GDF15 (growth-differentiation factor 15) is a novel anti hypertrophic factor which is induced in the heart in response to pressure overload and plays an important regulatory role in the process of hypertrophy. In the present study, we have investigated the relationship between GDF15 gene variants and left ventricular hypertrophy in human essential hypertension. A community-based hypertensive population sample of 1527 individuals (506 men and 1021 women) was genotyped for three GDF15 genetic variants, including one tag variant - 3148C > G (rs4808793) and two exonic variants + 157A > T (rs1059369) and + 2438C > G (rs 1058587). The effects of those variants on gene expression were studied by use of luciferase reporter assays and the determination of plasma GDF15 levels. Only the tag variant - 3148G was significantly associated with a lower risk of left ventricular hypertrophy [odds ratio = 0.75 (95% confidence interval, 0.63-0.89); P = 0.0009]. Multiple regression analyses confirmed that - 3148G predicted the decrease in left ventricular end-diastolic diameter (beta = -0.10, P = 0.0001), end-systolic diameter (beta = -0.09, P = 0.0007), mass (beta = -0.11, P < 0.0001) and indexed mass (beta = -0.12, P < 0.0001). These effects were independent of conventional factors, including gender, age, body surface area, blood pressure, diabetes, cigarette smoking and alcohol consumption.

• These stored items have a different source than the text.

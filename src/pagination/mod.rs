//! Pagination module
//!
//! Client-side paging over the record store.
//!
//! # Overview
//!
//! The `PageController` owns the page cursor and a fixed page size. It never
//! touches the store; every call derives the window from the store it is
//! handed, so the visible slice always reflects the latest store contents.

mod controller;

pub use controller::{Direction, PageController, DEFAULT_PAGE_SIZE};
//! Dashboard module
//!
//! Ties the record store, page cursor, remote resource, and collaborators
//! together.
//!
//! # Overview
//!
//! - `Dashboard` - Runs each user intent against the remote resource and
//!   reconciles the in-memory state with the result
//! - `DashboardState` - Store plus page cursor, the only mutable session state
//! - `Command` - Dispatch interface for UI adapters
//! - `Renderer` / `Notifier` - Output collaborators
//!
//! Loads and searches replace the store and reset to page 1. Creates, edits
//! and deletes touch only the affected record and keep the current page.
//! Every failure produces one error notice and leaves state untouched.

mod types;

pub use types::{
    Command, DashboardState, Notice, NoticeKind, Notifier, PageView, Renderer,
};

use crate::api::ProductApi;
use crate::debounce::Debouncer;
use crate::error::{Error, Result};
use crate::pagination::Direction;
use crate::types::{NewRecord, Record, RecordId, RecordUpdate};
use std::num::NonZeroUsize;
use std::sync::atomic::{AtomicU64, Ordering};
use std::sync::Arc;
use std::time::Duration;
use tokio::sync::RwLock;
use tracing::{debug, info, warn};

// ============================================================================
// User-facing messages
// ============================================================================

pub const MSG_LOAD_FAILED: &str = "Failed to load products";
pub const MSG_SEARCH_FAILED: &str = "Search failed";
pub const MSG_CREATE_REQUIRED: &str = "Title and description are required.";
pub const MSG_EDIT_REQUIRED: &str = "Title and body are required.";
pub const MSG_ADDED: &str = "Product added!";
pub const MSG_UPDATED: &str = "Product updated!";
pub const MSG_DELETED: &str = "Product deleted!";

/// Settings the dashboard needs from configuration
#[derive(Debug, Clone)]
pub struct DashboardOptions {
    /// Records per page
    pub page_size: NonZeroUsize,
    /// Search quiescence window
    pub search_debounce: Duration,
    /// `userId` sent with creates and updates
    pub user_id: u64,
}

impl Default for DashboardOptions {
    fn default() -> Self {
        Self {
            page_size: NonZeroUsize::new(crate::pagination::DEFAULT_PAGE_SIZE)
                .unwrap_or(NonZeroUsize::MIN),
            search_debounce: crate::debounce::DEFAULT_DEBOUNCE,
            user_id: 1,
        }
    }
}

/// Product dashboard session
///
/// Cloning is cheap and every clone shares the same session state.
#[derive(Clone)]
pub struct Dashboard {
    api: Arc<dyn ProductApi>,
    renderer: Arc<dyn Renderer>,
    notifier: Arc<dyn Notifier>,
    state: Arc<RwLock<DashboardState>>,
    /// Latest ticket issued to a load or search
    issued_seq: Arc<AtomicU64>,
    /// Ticket of the result currently in the store
    applied_seq: Arc<AtomicU64>,
    search_debouncer: Debouncer,
    user_id: u64,
}

impl Dashboard {
    /// Create a dashboard with an empty store on page 1
    pub fn new(
        api: Arc<dyn ProductApi>,
        renderer: Arc<dyn Renderer>,
        notifier: Arc<dyn Notifier>,
        options: DashboardOptions,
    ) -> Self {
        Self {
            api,
            renderer,
            notifier,
            state: Arc::new(RwLock::new(DashboardState::new(options.page_size))),
            issued_seq: Arc::new(AtomicU64::new(0)),
            applied_seq: Arc::new(AtomicU64::new(0)),
            search_debouncer: Debouncer::new(options.search_debounce),
            user_id: options.user_id,
        }
    }

    /// Snapshot of the current page
    pub async fn view(&self) -> PageView {
        self.state.read().await.view()
    }

    /// Snapshot of the whole session state
    #[cfg(test)]
    pub(crate) async fn snapshot(&self) -> DashboardState {
        self.state.read().await.clone()
    }

    /// Run one command
    ///
    /// `Search` is debounced and returns as soon as it is scheduled.
    pub async fn dispatch(&self, command: Command) -> Result<()> {
        match command {
            Command::Load => self.load().await.map(|_| ()),
            Command::Search(query) => {
                self.trigger_search(query);
                Ok(())
            }
            Command::Create { title, body } => self.create(title, body).await.map(|_| ()),
            Command::Edit { id, title, body } => self.edit(id, title, body).await,
            Command::Delete(id) => self.delete(id).await,
            Command::NextPage => {
                self.next_page().await;
                Ok(())
            }
            Command::PrevPage => {
                self.prev_page().await;
                Ok(())
            }
        }
    }

    // ========================================================================
    // Wholesale replace
    // ========================================================================

    /// Fetch the full collection and show page 1
    ///
    /// Returns `Ok(false)` when the response arrived after the result of a
    /// newer load or search was already shown, and was therefore dropped.
    pub async fn load(&self) -> Result<bool> {
        let ticket = self.next_ticket();
        match self.api.list().await {
            Ok(records) => Ok(self.apply_replace(ticket, records, "load").await),
            Err(e) => Err(self.fail(MSG_LOAD_FAILED.to_string(), e)),
        }
    }

    /// Search immediately and show page 1 of the results
    ///
    /// Same return convention as [`Dashboard::load`].
    pub async fn search(&self, query: &str) -> Result<bool> {
        let query = query.trim();
        let ticket = self.next_ticket();
        match self.api.search(query).await {
            Ok(records) => Ok(self.apply_replace(ticket, records, "search").await),
            Err(e) => Err(self.fail(MSG_SEARCH_FAILED.to_string(), e)),
        }
    }

    /// Schedule a debounced search
    ///
    /// Triggers inside the quiescence window collapse into one search for the
    /// most recent query. Must be called from within a tokio runtime.
    pub fn trigger_search(&self, query: impl Into<String>) {
        let query = query.into();
        let dashboard = self.clone();
        self.search_debouncer.call(move || async move {
            // The notice has already been shown
            let _ = dashboard.search(&query).await;
        });
    }

    /// Wait for a pending debounced search to complete
    pub async fn settle(&self) {
        if self.search_debouncer.is_pending() {
            debug!("Waiting for pending search");
        }
        self.search_debouncer.settle().await;
    }

    // ========================================================================
    // Single-record mutations
    // ========================================================================

    /// Create a record and show it at the front of the list
    pub async fn create(&self, title: Option<String>, body: Option<String>) -> Result<Record> {
        let (Some(title), Some(body)) = (present(title), present(body)) else {
            return Err(self.reject(MSG_CREATE_REQUIRED));
        };

        let new = NewRecord {
            title,
            body,
            user_id: self.user_id,
        };
        let created = match self.api.create(&new).await {
            Ok(record) => record,
            Err(e) => {
                return Err(self.fail(format!("Error adding product: {}", e.brief()), e));
            }
        };

        info!("Created record {}", created.id);
        let view = {
            let mut state = self.state.write().await;
            state.store.insert_front(created.clone());
            state.view()
        };
        self.notifier.notify(&Notice::success(MSG_ADDED));
        self.renderer.reset_form();
        self.renderer.render(&view);
        Ok(created)
    }

    /// Replace the title and body of a record
    pub async fn edit(
        &self,
        id: RecordId,
        title: Option<String>,
        body: Option<String>,
    ) -> Result<()> {
        let (Some(title), Some(body)) = (present(title), present(body)) else {
            return Err(self.reject(MSG_EDIT_REQUIRED));
        };

        let update = RecordUpdate {
            id,
            title,
            body,
            user_id: self.user_id,
        };
        if let Err(e) = self.api.update(&update).await {
            return Err(self.fail(format!("Error updating product: {}", e.brief()), e));
        }

        let view = {
            let mut state = self.state.write().await;
            let matched = state.store.update(id, &update.to_patch());
            info!("Updated record {} ({} local matches)", id, matched);
            state.view()
        };
        self.notifier.notify(&Notice::success(MSG_UPDATED));
        self.renderer.render(&view);
        Ok(())
    }

    /// Delete a record; the current page is kept even if it becomes empty
    pub async fn delete(&self, id: RecordId) -> Result<()> {
        if let Err(e) = self.api.delete(id).await {
            return Err(self.fail(format!("Error deleting product: {}", e.brief()), e));
        }

        let view = {
            let mut state = self.state.write().await;
            let removed = state.store.remove(id);
            info!("Deleted record {} ({} local matches)", id, removed);
            state.view()
        };
        self.notifier.notify(&Notice::success(MSG_DELETED));
        self.renderer.render(&view);
        Ok(())
    }

    // ========================================================================
    // Navigation
    // ========================================================================

    /// Go to the next page; `false` on the last page
    pub async fn next_page(&self) -> bool {
        self.change_page(Direction::Next).await
    }

    /// Go to the previous page; `false` on page 1
    pub async fn prev_page(&self) -> bool {
        self.change_page(Direction::Previous).await
    }

    async fn change_page(&self, direction: Direction) -> bool {
        let view = {
            let mut state = self.state.write().await;
            if !state.advance(direction) {
                return false;
            }
            state.view()
        };
        self.renderer.render(&view);
        true
    }

    // ========================================================================
    // Helpers
    // ========================================================================

    fn next_ticket(&self) -> u64 {
        self.issued_seq.fetch_add(1, Ordering::SeqCst) + 1
    }

    /// Install a load/search result unless a newer one is already shown
    ///
    /// Requests that failed never advance `applied_seq`, so they cannot
    /// shadow an older request that succeeded.
    async fn apply_replace(&self, ticket: u64, records: Vec<Record>, kind: &str) -> bool {
        let view = {
            let mut state = self.state.write().await;
            let shown = self.applied_seq.load(Ordering::SeqCst);
            if ticket < shown {
                warn!(
                    "Discarding stale {} response (ticket {}, showing {})",
                    kind, ticket, shown
                );
                return false;
            }
            self.applied_seq.store(ticket, Ordering::SeqCst);
            debug!("Applying {} result with {} records", kind, records.len());
            state.replace(records);
            state.view()
        };
        self.renderer.render(&view);
        true
    }

    fn reject(&self, message: &str) -> Error {
        debug!("Rejected input: {}", message);
        self.notifier.notify(&Notice::error(message));
        Error::validation(message)
    }

    fn fail(&self, message: String, error: Error) -> Error {
        warn!("{}: {}", message, error);
        self.notifier.notify(&Notice::error(message));
        error
    }
}

impl std::fmt::Debug for Dashboard {
    fn fmt(&self, f: &mut std::fmt::Formatter<'_>) -> std::fmt::Result {
        f.debug_struct("Dashboard")
            .field("user_id", &self.user_id)
            .field("search_debouncer", &self.search_debouncer)
            .finish_non_exhaustive()
    }
}

/// `None` for absent or empty input
fn present(value: Option<String>) -> Option<String> {
    value.filter(|v| !v.is_empty())
}
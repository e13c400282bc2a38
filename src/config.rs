//! Dashboard configuration
//!
//! Loaded from YAML; every field has a default so an empty file (or no file
//! at all) gives a working setup against JSONPlaceholder.
//!
//! ```yaml
//! base_url: https://jsonplaceholder.typicode.com
//! resource: posts
//! page_size: 5
//! search_debounce_ms: 500
//! user_id: 1
//! timeout_secs: 30
//! ```

use crate::api::DEFAULT_RESOURCE;
use crate::dashboard::DashboardOptions;
use crate::error::{Error, Result, ResultExt};
use crate::http::HttpClientConfig;
use crate::pagination::DEFAULT_PAGE_SIZE;
use serde::{Deserialize, Serialize};
use std::fs;
use std::num::NonZeroUsize;
use std::path::Path;
use std::time::Duration;

/// Default remote service
pub const DEFAULT_BASE_URL: &str = "https://jsonplaceholder.typicode.com";

/// Complete dashboard configuration
#[derive(Debug, Clone, PartialEq, Eq, Serialize, Deserialize)]
#[serde(default, deny_unknown_fields)]
pub struct DashboardConfig {
    /// Root URL of the REST service
    pub base_url: String,

    /// Collection path under the base URL
    pub resource: String,

    /// Records per page
    pub page_size: usize,

    /// Quiescence window for search input, in milliseconds
    pub search_debounce_ms: u64,

    /// `userId` sent with creates and updates
    pub user_id: u64,

    /// Request timeout in seconds (unset waits indefinitely)
    pub timeout_secs: Option<u64>,

    /// User agent override
    pub user_agent: Option<String>,
}

impl Default for DashboardConfig {
    fn default() -> Self {
        Self {
            base_url: DEFAULT_BASE_URL.to_string(),
            resource: DEFAULT_RESOURCE.to_string(),
            page_size: DEFAULT_PAGE_SIZE,
            search_debounce_ms: 500,
            user_id: 1,
            timeout_secs: None,
            user_agent: None,
        }
    }
}

impl DashboardConfig {
    /// Parse and validate a YAML document
    pub fn from_yaml_str(yaml: &str) -> Result<Self> {
        // An empty document deserializes as null rather than an empty map
        if yaml.trim().is_empty() {
            return Ok(Self::default());
        }
        let config: Self = serde_yaml::from_str(yaml)?;
        config.validate()?;
        Ok(config)
    }

    /// Load and validate a YAML file
    pub fn from_file(path: impl AsRef<Path>) -> Result<Self> {
        let path = path.as_ref();
        let content = fs::read_to_string(path)
            .with_context(|| format!("Failed to read config file '{}'", path.display()))?;
        Self::from_yaml_str(&content)
    }

    /// Check the values are usable
    pub fn validate(&self) -> Result<()> {
        if self.base_url.trim().is_empty() {
            return Err(Error::missing_field("base_url"));
        }
        url::Url::parse(&self.base_url)?;

        if self.resource.trim_matches('/').is_empty() {
            return Err(Error::missing_field("resource"));
        }

        if self.page_size == 0 {
            return Err(Error::config("page_size must be greater than zero"));
        }

        Ok(())
    }

    /// Page size as a non-zero value
    pub fn page_size(&self) -> Result<NonZeroUsize> {
        NonZeroUsize::new(self.page_size)
            .ok_or_else(|| Error::config("page_size must be greater than zero"))
    }

    /// HTTP client settings derived from this config
    pub fn http_config(&self) -> HttpClientConfig {
        let mut builder = HttpClientConfig::builder().base_url(&self.base_url);
        if let Some(secs) = self.timeout_secs {
            builder = builder.timeout(Duration::from_secs(secs));
        }
        if let Some(ref agent) = self.user_agent {
            builder = builder.user_agent(agent);
        }
        builder.build()
    }

    /// Dashboard settings derived from this config
    pub fn dashboard_options(&self) -> Result<DashboardOptions> {
        Ok(DashboardOptions {
            page_size: self.page_size()?,
            search_debounce: Duration::from_millis(self.search_debounce_ms),
            user_id: self.user_id,
        })
    }
}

The transcription activity of the - 3148G-containing construct was increased 1.45-fold (P = 0.015) at baseline and 1.73-fold (P = 0.008) after stimulation with phenylephrine when compared with the -3148C construct. The - 3148G allele was also associated with a significant increase in the plasma GDF15 level in hypertensive subjects (P = 0.04). In conclusion, the results show that a promoter haplotype containing the - 3148G variant increases GDF15 transcription activity and is associated with favourable left ventricular remodelling in human essential hypertension.